Exc+ voire davantage. Petit waouh effect.
- Tu as changé quelque chose? Nous avions déjà bien goûté Echezeaux l’an passé mais il semble y avoir quelque chose de plus ici.
- Je pige moins. Je le laisse un peu plus venir.
- C’était un fût neuf?
- Oui 100% en 2019. C’est un Montgillard ici.
- Nous n’avons pas perçu d’élevage. C’est bien bon. Tu nous avais déjà dit l’année dernière avoir moins pigé.
- Oui et de la même manière chaque appellation à quelques variations près. J’en fais souvent un de plus pour les Argillas et un de moins pour le Chambolle.
On goûterait bien un peu de 2020
Parce que je sais cela possible avec Guillaume et parce qu’il sait que la réciproque est vraie, je lance un petit:
- Tu crois qu’on pourrait avoir un aperçu de 2020?
- Pourquoi pas, je n’ai pas regoûté depuis.
Vosne Romanée 'Vigneux' 2020
En dépassant l’acide malique bien évidemment encore présente à ce stade, les goûts sont plus classiques, sur un rouge vif alors que le millésime est plus précoce que 2019. C’est aérien et d’une éclatante finesse déjà. Un net cylindre étiré sur les hauteurs du palais. Remarquable déjà ! Sans préjuger de son avenir, c’est un vin fort bien né.
- C’est étonnant pour un millésime que l’on se rappelle chaleureux avec une quantité d’eau limitée.
- Il est plus acide que 2019. Nous sommes sur le Vosne aux 3,3 de PH et 5 d’acidité totale. Vous goûterez bien autre chose?
-
Echezeaux grand cru 2020
Un vin tout aussi virevoltant dans son déplacement. De petites baies de groseille à maquereau, des billes au toucher velours. Un fond de qualité. Une brillante promesse.
- Tu as moins pigé sur 2019, qu’en est-il sur 2020?

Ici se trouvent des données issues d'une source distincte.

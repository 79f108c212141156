// ⚙️ Configuration - TOML file + environment overrides
//
// Every section has defaults, so an absent file means "run with defaults".

use anyhow::{Context, Result};
use serde::{Deserialize, Serialize};
use std::fs;
use std::path::{Path, PathBuf};

use crate::error::RealtyError;
use crate::valuation::REFERENCE_YEAR;

const VALID_LEVELS: [&str; 5] = ["error", "warn", "info", "debug", "trace"];
const VALID_FORMATS: [&str; 2] = ["compact", "json"];

#[derive(Debug, Clone, PartialEq, Serialize, Deserialize)]
#[serde(default)]
pub struct AppConfig {
    pub storage: StorageConfig,
    pub logging: LoggingConfig,
    pub server: ServerConfig,
    pub valuation: ValuationConfig,
}

#[derive(Debug, Clone, PartialEq, Serialize, Deserialize)]
#[serde(default)]
pub struct StorageConfig {
    /// SQLite database holding users, courses, valuations and the kv table
    pub db_path: PathBuf,

    /// JSON file used by the CLI as its local key-value storage
    pub session_file: PathBuf,

    /// Storage key holding the serialized identity
    pub session_key: String,
}

#[derive(Debug, Clone, PartialEq, Serialize, Deserialize)]
#[serde(default)]
pub struct LoggingConfig {
    pub level: String,
    pub format: String,
}

#[derive(Debug, Clone, PartialEq, Serialize, Deserialize)]
#[serde(default)]
pub struct ServerConfig {
    pub addr: String,
}

#[derive(Debug, Clone, PartialEq, Serialize, Deserialize)]
#[serde(default)]
pub struct ValuationConfig {
    /// Year used for the residential age adjustment
    pub reference_year: i32,
}

impl Default for AppConfig {
    fn default() -> Self {
        AppConfig {
            storage: StorageConfig::default(),
            logging: LoggingConfig::default(),
            server: ServerConfig::default(),
            valuation: ValuationConfig::default(),
        }
    }
}

impl Default for StorageConfig {
    fn default() -> Self {
        StorageConfig {
            db_path: PathBuf::from("realty_insights.db"),
            session_file: PathBuf::from("session.json"),
            session_key: "user".to_string(),
        }
    }
}

impl Default for LoggingConfig {
    fn default() -> Self {
        LoggingConfig {
            level: "info".to_string(),
            format: "compact".to_string(),
        }
    }
}

impl Default for ServerConfig {
    fn default() -> Self {
        ServerConfig {
            addr: "0.0.0.0:5000".to_string(),
        }
    }
}

impl Default for ValuationConfig {
    fn default() -> Self {
        ValuationConfig {
            reference_year: REFERENCE_YEAR,
        }
    }
}

impl AppConfig {
    /// Load configuration from a TOML file
    pub fn from_file<P: AsRef<Path>>(path: P) -> Result<Self> {
        let content = fs::read_to_string(path.as_ref())
            .with_context(|| format!("Failed to read config file: {:?}", path.as_ref()))?;

        let config: AppConfig = toml::from_str(&content).context("Failed to parse config file")?;
        Ok(config)
    }

    /// Load from `path` when it exists, otherwise defaults; then env overrides + validation
    pub fn load(path: Option<&Path>) -> Result<Self> {
        let mut config = match path {
            Some(p) if p.exists() => AppConfig::from_file(p)?,
            _ => AppConfig::default(),
        };

        config.apply_env_overrides();
        config.validate()?;
        Ok(config)
    }

    pub fn apply_env_overrides(&mut self) {
        if let Ok(db_path) = std::env::var("REALTY_DB_PATH") {
            self.storage.db_path = PathBuf::from(db_path);
        }
        if let Ok(session_file) = std::env::var("REALTY_SESSION_FILE") {
            self.storage.session_file = PathBuf::from(session_file);
        }
        if let Ok(level) = std::env::var("REALTY_LOG_LEVEL") {
            self.logging.level = level.to_lowercase();
        }
        if let Ok(addr) = std::env::var("REALTY_SERVER_ADDR") {
            self.server.addr = addr;
        }
    }

    pub fn validate(&self) -> Result<()> {
        if !VALID_LEVELS.contains(&self.logging.level.as_str()) {
            return Err(invalid(format!(
                "Invalid log level '{}'. Must be one of: {}",
                self.logging.level,
                VALID_LEVELS.join(", ")
            )));
        }

        if !VALID_FORMATS.contains(&self.logging.format.as_str()) {
            return Err(invalid(format!(
                "Invalid log format '{}'. Must be one of: {}",
                self.logging.format,
                VALID_FORMATS.join(", ")
            )));
        }

        if self.storage.session_key.trim().is_empty() {
            return Err(invalid("storage.session_key cannot be empty".to_string()));
        }

        if self.server.addr.trim().is_empty() {
            return Err(invalid("server.addr cannot be empty".to_string()));
        }

        Ok(())
    }
}

fn invalid(message: String) -> anyhow::Error {
    RealtyError::Config(message).into()
}
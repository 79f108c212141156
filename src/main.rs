// Only compile UI module when TUI feature is enabled
#[cfg(feature = "tui")]
mod ui;

use anyhow::{anyhow, bail, Context, Result};
use rusqlite::Connection;
use std::env;
use std::fs;
use std::path::{Path, PathBuf};

use realty_insights::{
    add_user, can_access_user_data, config::AppConfig, delete_user, export_valuations_csv,
    get_user_valuations, load_catalog, load_user_directory, logging, open_database, save_enrollment,
    save_valuation, Access, FileStore, Identity, NewUser, PropertyInput, Role, Route, RouteGuard,
    Session, SqliteCredentials, Valuator, DEFAULT_TOTAL_LESSONS,
};

const CONFIG_ENV: &str = "REALTY_CONFIG";
const DEFAULT_CONFIG_FILE: &str = "realty.toml";

type CliSession<'a> = Session<FileStore, SqliteCredentials<'a>>;

fn main() -> Result<()> {
    let args: Vec<String> = env::args().collect();

    let config_path = env::var(CONFIG_ENV)
        .map(PathBuf::from)
        .unwrap_or_else(|_| PathBuf::from(DEFAULT_CONFIG_FILE));
    let config = AppConfig::load(Some(&config_path))?;
    logging::init(&config.logging);

    if args.len() < 2 {
        // UI mode (default)
        return run_ui_mode(&config);
    }

    let conn = open_database(&config.storage.db_path)?;
    let mut session: CliSession<'_> = Session::open(
        FileStore::new(&config.storage.session_file),
        SqliteCredentials::new(&conn),
        &config.storage.session_key,
    );
    let rest = &args[2..];

    match args[1].as_str() {
        "login" => cmd_login(&mut session, rest),
        "logout" => {
            session.logout();
            println!("👋 Logged out");
            Ok(())
        }
        "whoami" => {
            match session.current() {
                Some(identity) => println!("👤 {} (id {}, {})", identity.username, identity.id, identity.role),
                None => println!("Not logged in"),
            }
            Ok(())
        }
        "register" => cmd_register(&session, rest),
        "value" => cmd_value(&conn, &session, &config, rest),
        "courses" => cmd_courses(&conn, &session, rest),
        "enroll" => cmd_enroll(&conn, &session, rest),
        "lesson" => cmd_lesson(&conn, &session, rest),
        "users" => cmd_users(&conn, &session, rest),
        "add-user" => cmd_add_user(&conn, &session, rest),
        "delete-user" => cmd_delete_user(&conn, &session, rest),
        "export-valuations" => cmd_export(&conn, &session, rest),
        "init-db" => {
            println!("✓ Database ready at {:?}", config.storage.db_path);
            Ok(())
        }
        other => {
            print_usage();
            bail!("Unknown command: {}", other)
        }
    }
}

fn print_usage() {
    eprintln!("Usage: realty-insights [COMMAND]");
    eprintln!();
    eprintln!("  login <username> <password>");
    eprintln!("  logout");
    eprintln!("  whoami");
    eprintln!("  register <username> <password> <confirm>");
    eprintln!("  value residential|commercial <json-file>");
    eprintln!("  courses [query]");
    eprintln!("  enroll <course_id> [lessons]");
    eprintln!("  lesson <course_id>");
    eprintln!("  users [query]              (admin only)");
    eprintln!("  add-user <username> <email> [user|admin]   (admin only)");
    eprintln!("  delete-user <id>           (admin only)");
    eprintln!("  export-valuations <user_id> <csv-path>   (own id, or any as admin)");
    eprintln!("  init-db");
    eprintln!();
    eprintln!("With no command the terminal UI starts.");
}

fn arg<'a>(rest: &'a [String], index: usize, name: &str) -> Result<&'a str> {
    rest.get(index)
        .map(String::as_str)
        .ok_or_else(|| anyhow!("Missing argument: <{}>", name))
}

/// Applies the route guard the same way the UI does
fn require(session: &CliSession<'_>, route: Route) -> Result<()> {
    match RouteGuard::check(&session.status(), route) {
        Access::Allow => Ok(()),
        Access::Pending => bail!("Session is still loading"),
        Access::RedirectToLogin { from } => bail!("Login required for {}", from),
        Access::RedirectToDashboard => bail!("Admin access required for {}", route.path()),
    }
}

/// `require` plus the identity it admitted
fn require_identity(session: &CliSession<'_>, route: Route) -> Result<Identity> {
    require(session, route)?;
    session.current().cloned().ok_or_else(|| anyhow!("Login required"))
}

fn parse_id(rest: &[String], index: usize, name: &str) -> Result<i64> {
    arg(rest, index, name)?
        .parse()
        .with_context(|| format!("{} must be an integer", name))
}

fn cmd_login(session: &mut CliSession<'_>, rest: &[String]) -> Result<()> {
    let username = arg(rest, 0, "username")?;
    let password = arg(rest, 1, "password")?;

    let identity = session.login(username, password)?;
    println!("✅ Logged in as {} ({})", identity.username, identity.role);
    Ok(())
}

fn cmd_register(session: &CliSession<'_>, rest: &[String]) -> Result<()> {
    let username = arg(rest, 0, "username")?;
    let password = arg(rest, 1, "password")?;
    let confirm = arg(rest, 2, "confirm")?;

    session.register(username, password, confirm)?;
    println!("✅ Account '{}' created. Log in to continue.", username);
    Ok(())
}

fn cmd_value(conn: &Connection, session: &CliSession<'_>, config: &AppConfig, rest: &[String]) -> Result<()> {
    require(session, Route::Valuation)?;

    let kind = arg(rest, 0, "residential|commercial")?;
    let path = arg(rest, 1, "json-file")?;
    let content = fs::read_to_string(path).with_context(|| format!("Failed to read {}", path))?;

    let input = match kind {
        "residential" => PropertyInput::Residential(serde_json::from_str(&content).context("Invalid residential input")?),
        "commercial" => PropertyInput::Commercial(serde_json::from_str(&content).context("Invalid commercial input")?),
        other => bail!("Unknown property type: {} (expected residential or commercial)", other),
    };

    let valuator = Valuator::new(config.valuation.reference_year);
    let result = valuator.valuate(&input)?;

    println!("🏠 {}", input.address().one_line());
    println!("💰 Estimated value: ${}", format_dollars(result.estimated_value));
    println!("{}", serde_json::to_string_pretty(&result.breakdown)?);

    if let Some(identity) = session.current() {
        let id = save_valuation(conn, identity.id, &input, &result)?;
        println!("✓ Saved as valuation #{}", id);
    }
    Ok(())
}

fn cmd_courses(conn: &Connection, session: &CliSession<'_>, rest: &[String]) -> Result<()> {
    let identity = require_identity(session, Route::MyCourses)?;
    let query = rest.first().map(String::as_str).unwrap_or("");
    let catalog = load_catalog(conn, identity.id)?;

    let summary = catalog.summary();
    println!(
        "📊 {} enrolled, {} completed, {} in progress, {}% average",
        summary.enrolled, summary.completed, summary.in_progress, summary.average_progress
    );

    println!("\n📚 Enrolled");
    for entry in catalog.search_enrolled(query) {
        println!(
            "  #{:<2} [{:>3}%] {} - {} ({} of {} lessons)",
            entry.course.id,
            entry.progress,
            entry.course.title,
            entry.course.instructor,
            entry.completed_lessons,
            entry.total_lessons
        );
    }

    println!("\n🛒 Available");
    for course in catalog.search_available(query) {
        println!(
            "  #{:<2} {} - {} | {} | {}h | ${:.2}",
            course.id,
            course.title,
            course.instructor,
            course.level.as_str(),
            course.duration_hours,
            course.price
        );
    }
    Ok(())
}

fn cmd_enroll(conn: &Connection, session: &CliSession<'_>, rest: &[String]) -> Result<()> {
    let identity = require_identity(session, Route::MyCourses)?;
    let course_id = parse_id(rest, 0, "course_id")?;
    let total_lessons = match rest.get(1) {
        Some(raw) => raw.parse().context("lessons must be a positive integer")?,
        None => DEFAULT_TOTAL_LESSONS,
    };

    let mut catalog = load_catalog(conn, identity.id)?;
    catalog.enroll(course_id, total_lessons)?;
    if let Some(enrollment) = catalog.enrollment(course_id) {
        save_enrollment(conn, identity.id, enrollment)?;
        println!(
            "✓ Enrolled in course #{} ({} of {} lessons done)",
            course_id, enrollment.completed_lessons, enrollment.total_lessons
        );
    }
    Ok(())
}

fn cmd_lesson(conn: &Connection, session: &CliSession<'_>, rest: &[String]) -> Result<()> {
    let identity = require_identity(session, Route::MyCourses)?;
    let course_id = parse_id(rest, 0, "course_id")?;

    let mut catalog = load_catalog(conn, identity.id)?;
    let progress = catalog.record_lesson(course_id)?;
    if let Some(enrollment) = catalog.enrollment(course_id) {
        save_enrollment(conn, identity.id, enrollment)?;
    }
    println!("✓ Course #{} is {}% complete", course_id, progress);
    Ok(())
}

fn cmd_users(conn: &Connection, session: &CliSession<'_>, rest: &[String]) -> Result<()> {
    require(session, Route::Users)?;
    let query = rest.first().map(String::as_str).unwrap_or("");

    let directory = load_user_directory(conn)?;
    println!(
        "{} users, {} active, {} admins",
        directory.count(),
        directory.active_count(),
        directory.count_by_role(Role::Admin)
    );
    println!("{:<4} {:<12} {:<24} {:<6} {:<9} {:<7} {:<10}", "ID", "Username", "Email", "Role", "Status", "Courses", "Joined");
    for user in directory.search(query) {
        println!(
            "{:<4} {:<12} {:<24} {:<6} {:<9} {:<7} {:<10}",
            user.id,
            user.username,
            user.email,
            user.role,
            user.status.as_str(),
            user.courses,
            user.joined
        );
    }
    Ok(())
}

fn cmd_add_user(conn: &Connection, session: &CliSession<'_>, rest: &[String]) -> Result<()> {
    require(session, Route::Users)?;
    let role = match rest.get(2) {
        Some(raw) => raw.parse::<Role>().map_err(|e| anyhow!(e))?,
        None => Role::User,
    };
    let new_user = NewUser {
        username: arg(rest, 0, "username")?.to_string(),
        email: arg(rest, 1, "email")?.to_string(),
        role,
    };

    let (user, temporary_password) = add_user(conn, new_user)?;
    println!("✅ Added {} (id {}, {})", user.username, user.id, user.role);
    println!("   Temporary password: {}", temporary_password);
    Ok(())
}

fn cmd_delete_user(conn: &Connection, session: &CliSession<'_>, rest: &[String]) -> Result<()> {
    let identity = require_identity(session, Route::Users)?;
    let user_id = parse_id(rest, 0, "id")?;
    if user_id == identity.id {
        bail!("You cannot delete your own account");
    }

    delete_user(conn, user_id)?;
    println!("🗑️  Deleted user #{}", user_id);
    Ok(())
}

fn cmd_export(conn: &Connection, session: &CliSession<'_>, rest: &[String]) -> Result<()> {
    require(session, Route::Valuation)?;
    let user_id = parse_id(rest, 0, "user_id")?;
    if !can_access_user_data(&session.status(), user_id) {
        bail!("Valuations of user #{} are not yours to export", user_id);
    }
    let csv_path = Path::new(arg(rest, 1, "csv-path")?);

    let valuations = get_user_valuations(conn, user_id)?;
    let written = export_valuations_csv(&valuations, csv_path)?;
    println!("✓ Exported {} valuations to {:?}", written, csv_path);
    Ok(())
}

fn format_dollars(value: i64) -> String {
    let digits = value.unsigned_abs().to_string();
    let mut out = String::new();
    for (i, c) in digits.chars().enumerate() {
        if i > 0 && (digits.len() - i) % 3 == 0 {
            out.push(',');
        }
        out.push(c);
    }
    if value < 0 {
        format!("-{}", out)
    } else {
        out
    }
}

#[cfg(feature = "tui")]
fn run_ui_mode(config: &AppConfig) -> Result<()> {
    println!("🖥️  Loading Realty Insights...\n");

    let conn = open_database(&config.storage.db_path)?;
    let session = Session::open(
        FileStore::new(&config.storage.session_file),
        SqliteCredentials::new(&conn),
        &config.storage.session_key,
    );

    let mut app = ui::App::new(&conn, session, Valuator::new(config.valuation.reference_year))?;
    ui::run_ui(&mut app)?;

    println!("\n✅ UI closed successfully");
    Ok(())
}

#[cfg(not(feature = "tui"))]
fn run_ui_mode(_config: &AppConfig) -> Result<()> {
    eprintln!("❌ TUI mode not available!");
    eprintln!("   Rebuild with: cargo build --features tui");
    eprintln!("   Or use the API: cargo run --bin realty-server --features server");
    print_usage();
    std::process::exit(1);
}

#[cfg(test)]
mod tests {
    use super::*;

    #[test]
    fn test_format_dollars() {
        assert_eq!(format_dollars(407_500), "407,500");
        assert_eq!(format_dollars(1_597_500), "1,597,500");
        assert_eq!(format_dollars(-174_800), "-174,800");
        assert_eq!(format_dollars(999), "999");
        assert_eq!(format_dollars(0), "0");
    }
}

- J’ai extrait un peu plus. Le millésime le permet. Allez un 2018 avant de partir. Il faudra les oublier au fond de la cave mais ça vous donnera une idée de ce que ça donne en bouteille.
- On prend
Gevrey Chambertin ‘Champerrier’ 2018
Une entame en altitude de bouche. C’est assez métallique à l’ouverture. Les premiers instants appellent à se resservir avant même que la gorgée ait été pleinement appréciée. De la ronce - alors qu’il n’y a pas de rafle, une dicible épaisseur. L’aération et la mise en place du vin révèlent les fruits noirs, très noirs, goûtés l’an passé.
TB- sur l’instant. Je confirme qu’il faudra patienter 2018.
Ce fut un plaisir renouvelé que d’échanger et déguster avec Guillaume. Des remerciements réitérés par ce post. 2019 est mûr c’est une certitude, mais il n’est pas aussi sombre que 2018 et il y a surtout cette colonne vertébrale acidulée qui contribue à de délicieux équilibres. Et si les millésimes chauds bénéficiaient aux terroirs Bourguignons?